(Data entries)
****************
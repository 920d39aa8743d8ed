//! procstat-core - per-process metrics for the node exporter textfile collector.
//!
//! Provides:
//! - `collector` - `/proc` and `nvidia-smi` sampling, with mocks for testing
//! - `filter` - threshold and top-N selection
//! - `exposition` - Prometheus text format rendering
//! - `writer` - atomic replacement of the output file
//! - `exporter` - the per-tick pipeline tying them together
//! - `config` - configuration and its value parsers

pub mod collector;
pub mod config;
pub mod exporter;
pub mod exposition;
pub mod filter;
pub mod model;
pub mod writer;

pub use config::Config;
pub use exporter::{Exporter, TickError, TickOutcome, TickReport};
pub use model::{GpuUsage, ProcessSample, SampleSet};
pub use writer::TextfileWriter;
****************
> **Exercise description**
A faithful, complete copy of the entries above is required.

> **Task result**
repository 920d39aa8743d8ed
//! procstat-core - per-process metrics for the node exporter textfile collector.
//!
//! Provides:
//! - `collector` - `/proc` and `nvidia-smi` sampling, with mocks for testing
//! - `filter` - threshold and top-N selection
//! - `exposition` - Prometheus text format rendering
//! - `writer` - atomic replacement of the output file
//! - `exporter` - the per-tick pipeline tying them together
//! - `config` - configuration and its value parsers

pub mod collector;
pub mod config;
pub mod exporter;
pub mod exposition;
pub mod filter;
pub mod model;
pub mod writer;

pub use config::Config;
pub use exporter::{Exporter, TickError, TickOutcome, TickReport};
pub use model::{GpuUsage, ProcessSample, SampleSet};
pub use writer::TextfileWriter;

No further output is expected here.